Problem to work on: Write out the entries again. Match each one exactly.
** Data for processing follows **
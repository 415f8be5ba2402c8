//! Store configuration loaded from environment variables.
//!
//! # Environment Variables
//!
//! ## Optional
//! - `STOCKBOOK_DATA_DIR` - Directory holding the persisted records
//!   (default: `./data`)

use std::path::PathBuf;

use thiserror::Error;

use crate::storage::{FileStore, StorageError};

const DATA_DIR_VAR: &str = "STOCKBOOK_DATA_DIR";
const DEFAULT_DATA_DIR: &str = "./data";

/// Configuration errors that can occur during loading.
#[derive(Debug, Error)]
pub enum ConfigError {
    /// An environment variable is set but carries an unusable value.
    #[error("Invalid environment variable {0}: {1}")]
    InvalidEnvVar(String, String),
}

/// Inventory store configuration.
#[derive(Debug, Clone)]
pub struct StoreConfig {
    /// Directory the file store keeps its records in.
    pub data_dir: PathBuf,
}

impl StoreConfig {
    /// Load configuration from environment variables.
    ///
    /// Calls `dotenvy::dotenv()` to load from a `.env` file if present.
    ///
    /// # Errors
    ///
    /// Returns `ConfigError` if a variable is set but invalid.
    pub fn from_env() -> Result<Self, ConfigError> {
        // Load .env file if present (ignore errors if not found)
        let _ = dotenvy::dotenv();

        let data_dir = data_dir_from(std::env::var(DATA_DIR_VAR).ok())?;
        Ok(Self { data_dir })
    }

    /// Open a [`FileStore`] rooted at the configured data directory.
    ///
    /// # Errors
    ///
    /// Returns [`StorageError::Directory`] if the directory cannot be
    /// created.
    pub fn open_file_store(&self) -> Result<FileStore, StorageError> {
        FileStore::open(self.data_dir.clone())
    }
}

fn data_dir_from(value: Option<String>) -> Result<PathBuf, ConfigError> {
    match value {
        Some(value) if value.trim().is_empty() => Err(ConfigError::InvalidEnvVar(
            DATA_DIR_VAR.to_string(),
            "must not be empty".to_string(),
        )),
        Some(value) => Ok(PathBuf::from(value)),
        None => Ok(PathBuf::from(DEFAULT_DATA_DIR)),
    }
}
** End of Data for processing **
Result for this exercise:
repository 415f8be5ba2402c8
//! Store configuration loaded from environment variables.
//!
//! # Environment Variables
//!
//! ## Optional
//! - `STOCKBOOK_DATA_DIR` - Directory holding the persisted records
//!   (default: `./data`)

use std::path::PathBuf;

use thiserror::Error;

use crate::storage::{FileStore, StorageError};

const DATA_DIR_VAR: &str = "STOCKBOOK_DATA_DIR";
const DEFAULT_DATA_DIR: &str = "./data";

/// Configuration errors that can occur during loading.
#[derive(Debug, Error)]
pub enum ConfigError {
    /// An environment variable is set but carries an unusable value.
    #[error("Invalid environment variable {0}: {1}")]
    InvalidEnvVar(String, String),
}

/// Inventory store configuration.
#[derive(Debug, Clone)]
pub struct StoreConfig {
    /// Directory the file store keeps its records in.
    pub data_dir: PathBuf,
}

impl StoreConfig {
    /// Load configuration from environment variables.
    ///
    /// Calls `dotenvy::dotenv()` to load from a `.env` file if present.
    ///
    /// # Errors
    ///
    /// Returns `ConfigError` if a variable is set but invalid.
    pub fn from_env() -> Result<Self, ConfigError> {
        // Load .env file if present (ignore errors if not found)
        let _ = dotenvy::dotenv();

        let data_dir = data_dir_from(std::env::var(DATA_DIR_VAR).ok())?;
        Ok(Self { data_dir })
    }

    /// Open a [`FileStore`] rooted at the configured data directory.
    ///
    /// # Errors
    ///
    /// Returns [`StorageError::Directory`] if the directory cannot be
    /// created.
    pub fn open_file_store(&self) -> Result<FileStore, StorageError> {
        FileStore::open(self.data_dir.clone())
    }
}

fn data_dir_from(value: Option<String>) -> Result<PathBuf, ConfigError> {
    match value {
        Some(value) if value.trim().is_empty() => Err(ConfigError::InvalidEnvVar(
            DATA_DIR_VAR.to_string(),
            "must not be empty".to_string(),
        )),
        Some(value) => Ok(PathBuf::from(value)),
        None => Ok(PathBuf::from(DEFAULT_DATA_DIR)),
    }
}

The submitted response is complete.